# [Work required]
Pick every line out of the entries below that holds the string "RateLimit", and report them.

Data START

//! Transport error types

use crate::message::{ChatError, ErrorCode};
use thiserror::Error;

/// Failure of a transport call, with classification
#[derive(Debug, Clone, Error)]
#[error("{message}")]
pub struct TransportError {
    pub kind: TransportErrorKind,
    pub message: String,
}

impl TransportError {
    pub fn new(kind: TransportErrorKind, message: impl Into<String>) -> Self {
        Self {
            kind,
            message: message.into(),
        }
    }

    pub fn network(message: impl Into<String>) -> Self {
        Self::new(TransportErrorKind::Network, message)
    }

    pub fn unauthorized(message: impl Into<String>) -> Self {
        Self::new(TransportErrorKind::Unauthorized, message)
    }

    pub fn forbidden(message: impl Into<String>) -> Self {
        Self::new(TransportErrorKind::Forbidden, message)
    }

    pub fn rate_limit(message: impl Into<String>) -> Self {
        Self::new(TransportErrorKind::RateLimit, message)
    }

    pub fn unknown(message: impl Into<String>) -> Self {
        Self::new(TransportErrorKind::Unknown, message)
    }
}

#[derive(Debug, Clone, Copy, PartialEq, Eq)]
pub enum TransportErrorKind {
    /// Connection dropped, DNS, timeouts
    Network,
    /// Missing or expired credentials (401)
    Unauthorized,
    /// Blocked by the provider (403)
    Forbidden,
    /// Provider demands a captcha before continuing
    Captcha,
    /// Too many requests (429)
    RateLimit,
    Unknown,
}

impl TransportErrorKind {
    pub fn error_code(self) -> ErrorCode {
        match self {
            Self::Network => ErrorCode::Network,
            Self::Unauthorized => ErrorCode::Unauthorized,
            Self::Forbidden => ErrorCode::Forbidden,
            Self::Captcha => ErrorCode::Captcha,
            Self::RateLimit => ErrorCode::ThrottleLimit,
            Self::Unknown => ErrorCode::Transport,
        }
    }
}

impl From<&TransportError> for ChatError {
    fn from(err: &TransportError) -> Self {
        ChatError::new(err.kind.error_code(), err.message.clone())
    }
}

Data END

# [Exercise answer]
        Self::new(TransportErrorKind::RateLimit, message)
    RateLimit,
            Self::RateLimit => ErrorCode::ThrottleLimit,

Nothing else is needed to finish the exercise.